Furthermore, almost 78 percent wish they had known more about the implications of placement." ...
"The second phase of the study by The Donaldson Adoption Institute, released in 2017, found that more than half of the surveyed birth mothers felt coerced into adoption in some way during pregnancy, either by their partners/families or by the agencies themselves.
Subtle coercion by agencies can begin with agency pamphlets themselves: promising the child emotional and financial stability and parents who can provide the best education.
The Donaldson researchers found that, during the first few meetings with birth parents, agencies tended to go straight into adoption logistics without covering other options and relevant information, such as parenting resources, access to independent counselors and legal representation, and support groups before and after birth.
Additionally, information gained about the expectant parent's life—for example, concerns about finances or emotional support—are often used to dissuade a woman from changing her mind later. The researchers also found that some adoption professionals only considered their work successful if the adoption goes through.

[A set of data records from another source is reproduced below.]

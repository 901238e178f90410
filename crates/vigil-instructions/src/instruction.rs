//! Instruction families, envelopes and result futures.

use std::any::Any;
use std::fmt;
use std::future::Future;
use std::hash::Hash;
use std::pin::Pin;
use std::task::{Context, Poll};
use tokio::sync::oneshot;
use vigil_core::{AuthorizationToken, InstructionSetKind, Result, SecurityError};

/// A family of related instructions forming one set.
///
/// Implementors are tagged sum types: one enum per set, one variant per
/// instruction. `Kind` is the variant discriminant used to key handler
/// tables; `Output` is the family-wide result type.
pub trait InstructionFamily: Send + fmt::Debug + 'static {
    /// Discriminant enum identifying each instruction variant.
    type Kind: Copy + Eq + Hash + fmt::Debug + Send + Sync + 'static;

    /// Result payload delivered through the instruction's future.
    type Output: Send + 'static;

    /// The set this family belongs to.
    const SET: InstructionSetKind;

    /// Discriminant of this instruction.
    fn kind(&self) -> Self::Kind;

    /// Self-check run by the dispatcher before routing.
    fn is_valid(&self) -> bool {
        true
    }
}

/// Write-half of an instruction's result future.
#[derive(Debug)]
pub struct Responder<T> {
    sender: oneshot::Sender<Result<T>>,
}

impl<T> Responder<T> {
    /// Resolves the paired [`PendingResult`].
    ///
    /// The requester may have given up and dropped its future; that is
    /// not an error for the responder.
    pub fn send(self, result: Result<T>) {
        let _ = self.sender.send(result);
    }
}

/// Future for an instruction's (or security request's) result.
///
/// Dropping the future cancels nothing that is already running; the
/// worker finishes its current item and the result is discarded.
#[derive(Debug)]
pub struct PendingResult<T> {
    receiver: oneshot::Receiver<Result<T>>,
}

impl<T> PendingResult<T> {
    /// Creates a connected responder/future pair.
    pub fn channel() -> (Responder<T>, Self) {
        let (sender, receiver) = oneshot::channel();
        (Responder { sender }, Self { receiver })
    }
}

impl<T> Future for PendingResult<T> {
    type Output = Result<T>;

    fn poll(mut self: Pin<&mut Self>, context: &mut Context<'_>) -> Poll<Self::Output> {
        match Pin::new(&mut self.receiver).poll(context) {
            Poll::Ready(Ok(result)) => Poll::Ready(result),
            Poll::Ready(Err(_)) => Poll::Ready(Err(SecurityError::LogicError(
                "request was dropped without a response".into(),
            ))),
            Poll::Pending => Poll::Pending,
        }
    }
}

/// An instruction in flight: payload, one-shot token and responder.
pub struct Envelope<F: InstructionFamily> {
    instruction: F,
    token: Option<AuthorizationToken>,
    responder: Responder<F::Output>,
}

impl<F: InstructionFamily> fmt::Debug for Envelope<F> {
    fn fmt(&self, f: &mut fmt::Formatter<'_>) -> fmt::Result {
        f.debug_struct("Envelope")
            .field("instruction", &self.instruction)
            .field("token", &self.token)
            .finish_non_exhaustive()
    }
}

impl<F: InstructionFamily> Envelope<F> {
    /// Wraps an instruction; returns the envelope and the result future
    /// kept by the requester.
    pub fn new(
        instruction: F,
        token: Option<AuthorizationToken>,
    ) -> (Self, PendingResult<F::Output>) {
        let (responder, pending) = PendingResult::channel();
        (
            Self {
                instruction,
                token,
                responder,
            },
            pending,
        )
    }

    /// The wrapped instruction.
    pub fn instruction(&self) -> &F {
        &self.instruction
    }

    /// Resolves the instruction with a final result.
    pub fn resolve(self, result: Result<F::Output>) {
        self.responder.send(result);
    }

    /// Splits the envelope for handler consumption.
    ///
    /// The token moves out by value; redeeming it consumes it.
    pub fn into_parts(self) -> (F, Option<AuthorizationToken>, Responder<F::Output>) {
        (self.instruction, self.token, self.responder)
    }
}

/// Type-erased envelope as the dispatcher sees it.
///
/// One downcast happens at the set boundary, recovering the typed
/// envelope; individual instructions are matched, never downcast.
pub trait ErasedEnvelope: Send {
    /// Set the wrapped instruction belongs to.
    fn set_kind(&self) -> InstructionSetKind;

    /// Runs the instruction's self-check.
    fn is_valid(&self) -> bool;

    /// Fails the instruction before it reaches a target.
    fn reject(self: Box<Self>, error: SecurityError);

    /// Erases to `Any` for the set-boundary downcast.
    fn into_any(self: Box<Self>) -> Box<dyn Any + Send>;
}

impl<F: InstructionFamily> ErasedEnvelope for Envelope<F> {
    fn set_kind(&self) -> InstructionSetKind {
        F::SET
    }

    fn is_valid(&self) -> bool {
        self.instruction.is_valid()
    }

    fn reject(self: Box<Self>, error: SecurityError) {
        self.responder.send(Err(error));
    }

    fn into_any(self: Box<Self>) -> Box<dyn Any + Send> {
        self
    }
}

#[cfg(test)]
mod tests {
    use super::*;
    use assert_matches::assert_matches;

    #[derive(Debug)]
    struct Noop;

    impl InstructionFamily for Noop {
        type Kind = ();
        type Output = u32;
        const SET: InstructionSetKind = InstructionSetKind::StorageManager;

        fn kind(&self) {}
    }

    #[tokio::test]
    async fn resolving_an_envelope_completes_the_future() {
        let (envelope, pending) = Envelope::new(Noop, None);
        envelope.resolve(Ok(7));
        assert_eq!(pending.await.unwrap(), 7);
    }

    #[tokio::test]
    async fn dropping_the_envelope_surfaces_a_logic_error() {
        let (envelope, pending) = Envelope::new(Noop, None);
        drop(envelope);
        assert_matches!(pending.await, Err(SecurityError::LogicError(_)));
    }
}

For her book The Child Catchers: Rescue, Trafficking, and the New Gospel of Adoption, journalist Kathryn Joyce spoke to dozens of women whose experiences matched those in the Donaldson study.

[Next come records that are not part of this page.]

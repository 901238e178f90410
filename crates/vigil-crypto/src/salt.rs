//! Random salt generation.

use rand::rngs::OsRng;
use rand::RngCore;

/// Returns `size` bytes from the operating system CSPRNG.
///
/// Also used for token signatures and initialization vectors; "salt" is
/// the historical name for any opaque random block handed out by the
/// security core.
pub fn random_salt(size: usize) -> Vec<u8> {
    let mut salt = vec![0u8; size];
    OsRng.fill_bytes(&mut salt);
    salt
}

#[cfg(test)]
mod tests {
    use super::*;

    #[test]
    fn salts_have_the_requested_size() {
        assert_eq!(random_salt(0).len(), 0);
        assert_eq!(random_salt(16).len(), 16);
        assert_eq!(random_salt(64).len(), 64);
    }

    #[test]
    fn consecutive_salts_differ() {
        // Sixteen random bytes colliding means a broken RNG, not bad luck.
        assert_ne!(random_salt(16), random_salt(16));
    }
}
//! Message digests and the salted password-hash format.
//!
//! The stored blob is `salt || digest(salt || raw_password)`. The split
//! point is not stored with the blob: it is the salt size of the hashing
//! configuration that produced it, which is why password verification
//! may need to retry with the previous configuration after a rotation.

use serde::{Deserialize, Serialize};
use sha2::Digest;
use subtle::ConstantTimeEq;
use vigil_core::{Result, SecurityError};

/// Digest algorithm used for password hashing.
#[derive(Debug, Clone, Copy, PartialEq, Eq, Hash, Serialize, Deserialize)]
pub enum HashAlgorithm {
    /// SHA-224 (SHA-2 family).
    Sha224,
    /// SHA-256 (SHA-2 family).
    Sha256,
    /// SHA-384 (SHA-2 family).
    Sha384,
    /// SHA-512 (SHA-2 family).
    Sha512,
    /// SHA3-224.
    Sha3_224,
    /// SHA3-256.
    Sha3_256,
    /// SHA3-384.
    Sha3_384,
    /// SHA3-512.
    Sha3_512,
}

impl HashAlgorithm {
    /// Digest size in bytes.
    pub fn digest_size(self) -> usize {
        match self {
            Self::Sha224 | Self::Sha3_224 => 28,
            Self::Sha256 | Self::Sha3_256 => 32,
            Self::Sha384 | Self::Sha3_384 => 48,
            Self::Sha512 | Self::Sha3_512 => 64,
        }
    }

    /// Hashes an arbitrary message.
    pub fn digest(self, message: &[u8]) -> Vec<u8> {
        fn run<D: Digest>(message: &[u8]) -> Vec<u8> {
            let mut hasher = D::new();
            hasher.update(message);
            hasher.finalize().to_vec()
        }

        match self {
            Self::Sha224 => run::<sha2::Sha224>(message),
            Self::Sha256 => run::<sha2::Sha256>(message),
            Self::Sha384 => run::<sha2::Sha384>(message),
            Self::Sha512 => run::<sha2::Sha512>(message),
            Self::Sha3_224 => run::<sha3::Sha3_224>(message),
            Self::Sha3_256 => run::<sha3::Sha3_256>(message),
            Self::Sha3_384 => run::<sha3::Sha3_384>(message),
            Self::Sha3_512 => run::<sha3::Sha3_512>(message),
        }
    }
}

/// Hashes a raw password with the supplied salt.
///
/// Deterministic over `(algorithm, salt, raw_password)`.
pub fn hash_password(algorithm: HashAlgorithm, salt: &[u8], raw_password: &str) -> Vec<u8> {
    let mut message = Vec::with_capacity(salt.len() + raw_password.len());
    message.extend_from_slice(salt);
    message.extend_from_slice(raw_password.as_bytes());
    algorithm.digest(&message)
}

/// Builds a storable password blob from a salt and raw password.
pub fn build_password_blob(algorithm: HashAlgorithm, salt: &[u8], raw_password: &str) -> Vec<u8> {
    let mut blob = Vec::with_capacity(salt.len() + algorithm.digest_size());
    blob.extend_from_slice(salt);
    blob.extend_from_slice(&hash_password(algorithm, salt, raw_password));
    blob
}

/// Verifies a raw password against a stored blob.
///
/// `salt_size` selects the split point and must come from the hashing
/// configuration under test. The comparison covers the whole blob and
/// runs in constant time.
pub fn verify_password_blob(
    algorithm: HashAlgorithm,
    salt_size: usize,
    stored: &[u8],
    raw_password: &str,
) -> Result<bool> {
    if stored.len() < salt_size {
        return Err(SecurityError::InvalidArgument(format!(
            "stored password blob is shorter ({}) than the salt size ({salt_size})",
            stored.len()
        )));
    }

    let salt = &stored[..salt_size];
    let candidate = build_password_blob(algorithm, salt, raw_password);
    if candidate.len() != stored.len() {
        return Ok(false);
    }
    Ok(candidate.ct_eq(stored).into())
}
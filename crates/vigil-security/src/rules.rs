//! Name and password validity rules.
//!
//! A rule is a predicate plus a human-readable failure reason. Rules are
//! evaluated in insertion order and validation stops at the first
//! failure; an empty rule set is an error in itself, because it means
//! the policy was never configured.

use regex::Regex;
use vigil_core::{Result, SecurityError};

/// Validity rule for user and device names.
#[derive(Debug, Clone)]
pub enum NameRule {
    /// Minimum name length, in characters.
    MinLength(usize),
    /// Maximum name length, in characters.
    ///
    /// Must not exceed what the persistence layer can store.
    MaxLength(usize),
    /// Every character of the name must come from this set.
    AllowedCharacters(String),
    /// Every character in this set must appear in the name.
    RequiredCharacters(String),
    /// The whole name must match this expression.
    AllowedStructure(Regex),
}

impl NameRule {
    /// Builds an [`NameRule::AllowedStructure`] rule, validating the
    /// expression.
    pub fn allowed_structure(pattern: &str) -> Result<Self> {
        let regex = Regex::new(pattern).map_err(|err| {
            SecurityError::InvalidArgument(format!("invalid name structure pattern: {err}"))
        })?;
        Ok(Self::AllowedStructure(regex))
    }

    /// Runs the predicate.
    pub fn is_name_valid(&self, name: &str) -> bool {
        match self {
            Self::MinLength(minimum) => name.chars().count() >= *minimum,
            Self::MaxLength(maximum) => name.chars().count() <= *maximum,
            Self::AllowedCharacters(allowed) => {
                name.chars().all(|character| allowed.contains(character))
            }
            Self::RequiredCharacters(required) => {
                required.chars().all(|character| name.contains(character))
            }
            Self::AllowedStructure(regex) => regex.is_match(name),
        }
    }

    /// Why the rule fails, for reporting.
    pub fn failure_reason(&self) -> String {
        match self {
            Self::MinLength(minimum) => {
                format!("the name is below the minimum required length of [{minimum}]")
            }
            Self::MaxLength(maximum) => {
                format!("the name is above the maximum allowed length of [{maximum}]")
            }
            Self::AllowedCharacters(allowed) => format!(
                "the name contains one or more characters not in the allowed set [{allowed}]"
            ),
            Self::RequiredCharacters(required) => format!(
                "the name does not have one or more of the required characters [{required}]"
            ),
            Self::AllowedStructure(regex) => {
                format!("the name does not match the allowed structure [{regex}]")
            }
        }
    }
}

/// Validity rule for raw passwords.
#[derive(Debug, Clone)]
pub enum PasswordRule {
    /// Minimum password length, in characters.
    MinLength(usize),
    /// The whole password must match this expression.
    AllowedStructure(Regex),
}

impl PasswordRule {
    /// Builds an [`PasswordRule::AllowedStructure`] rule, validating the
    /// expression.
    pub fn allowed_structure(pattern: &str) -> Result<Self> {
        let regex = Regex::new(pattern).map_err(|err| {
            SecurityError::InvalidArgument(format!("invalid password structure pattern: {err}"))
        })?;
        Ok(Self::AllowedStructure(regex))
    }

    /// Runs the predicate.
    pub fn is_password_valid(&self, raw_password: &str) -> bool {
        match self {
            Self::MinLength(minimum) => raw_password.chars().count() >= *minimum,
            Self::AllowedStructure(regex) => regex.is_match(raw_password),
        }
    }

    /// Why the rule fails, for reporting.
    ///
    /// Never echoes the password itself.
    pub fn failure_reason(&self) -> String {
        match self {
            Self::MinLength(minimum) => {
                format!("the password is below the minimum required length of [{minimum}]")
            }
            Self::AllowedStructure(regex) => {
                format!("the password does not match the allowed structure [{regex}]")
            }
        }
    }
}

/// Validates a name against rules in insertion order.
pub(crate) fn validate_name<'a>(
    rules: impl ExactSizeIterator<Item = &'a NameRule>,
    name: &str,
) -> Result<()> {
    if rules.len() == 0 {
        return Err(SecurityError::LogicError(
            "name validation failed; no rules were found".into(),
        ));
    }

    for rule in rules {
        if !rule.is_name_valid(name) {
            return Err(SecurityError::InvalidArgument(rule.failure_reason()));
        }
    }
    Ok(())
}

/// Validates a raw password against rules in insertion order.
pub(crate) fn validate_password<'a>(
    rules: impl ExactSizeIterator<Item = &'a PasswordRule>,
    raw_password: &str,
) -> Result<()> {
    if rules.len() == 0 {
        return Err(SecurityError::LogicError(
            "password validation failed; no rules were found".into(),
        ));
    }

    for rule in rules {
        if !rule.is_password_valid(raw_password) {
            return Err(SecurityError::InvalidPassword {
                reason: Some(rule.failure_reason()),
            });
        }
    }
    Ok(())
}

#[cfg(test)]
mod tests {
    use super::*;
    use assert_matches::assert_matches;

    #[test]
    fn name_rule_predicates() {
        assert!(NameRule::MinLength(3).is_name_valid("abc"));
        assert!(!NameRule::MinLength(4).is_name_valid("abc"));
        assert!(NameRule::MaxLength(3).is_name_valid("abc"));
        assert!(!NameRule::MaxLength(2).is_name_valid("abc"));
        assert!(NameRule::AllowedCharacters("abc".into()).is_name_valid("cab"));
        assert!(!NameRule::AllowedCharacters("abc".into()).is_name_valid("abd"));
        assert!(NameRule::RequiredCharacters("_".into()).is_name_valid("a_b"));
        assert!(!NameRule::RequiredCharacters("_".into()).is_name_valid("ab"));

        let structure = NameRule::allowed_structure("^[a-z]+[0-9]*$").unwrap();
        assert!(structure.is_name_valid("alice42"));
        assert!(!structure.is_name_valid("42alice"));
    }

    #[test]
    fn password_rule_predicates() {
        assert!(PasswordRule::MinLength(8).is_password_valid("P@ssw0rd1"));
        assert!(!PasswordRule::MinLength(12).is_password_valid("P@ssw0rd1"));

        let structure = PasswordRule::allowed_structure(r"^.*[0-9].*$").unwrap();
        assert!(structure.is_password_valid("abc1"));
        assert!(!structure.is_password_valid("abcd"));
    }

    #[test]
    fn malformed_patterns_are_rejected() {
        assert_matches!(
            NameRule::allowed_structure("("),
            Err(SecurityError::InvalidArgument(_))
        );
        assert_matches!(
            PasswordRule::allowed_structure("["),
            Err(SecurityError::InvalidArgument(_))
        );
    }

    #[test]
    fn validation_runs_in_insertion_order() {
        let rules = vec![NameRule::MinLength(10), NameRule::MaxLength(2)];
        // Both rules fail for "abc"; the first inserted one wins.
        let error = validate_name(rules.iter(), "abc").unwrap_err();
        assert_matches!(
            error,
            SecurityError::InvalidArgument(reason) if reason.contains("minimum")
        );
    }

    #[test]
    fn empty_rule_sets_are_a_policy_error() {
        let rules: Vec<NameRule> = Vec::new();
        assert_matches!(
            validate_name(rules.iter(), "abc"),
            Err(SecurityError::LogicError(_))
        );

        let rules: Vec<PasswordRule> = Vec::new();
        assert_matches!(
            validate_password(rules.iter(), "secret"),
            Err(SecurityError::LogicError(_))
        );
    }
}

Both also found that, whether intended or not, the practice of matching—when expectant parents choose the family who will raise her child—increases the belief that someone else should be raising her child.
The process usually involves giving expectant parents profile books or websites made by prospective adoptive families that, Joyce told VICE, are "often showing their class and the lifestyle that they could provide to a child, which serves as a form of pressure in and of itself.”
And as the expectant parent and prospective adoptive parents form a relationship, that pressure compounds, said Joyce—especially if the prospective parents are present for the baby’s birth.
The women Joyce talked to “were made to feel that they were not competent or deserving of keeping the child that they wanted,” she said, “that somebody else was a better-suited parent, and that the non-selfish thing to do would be to give the child up.”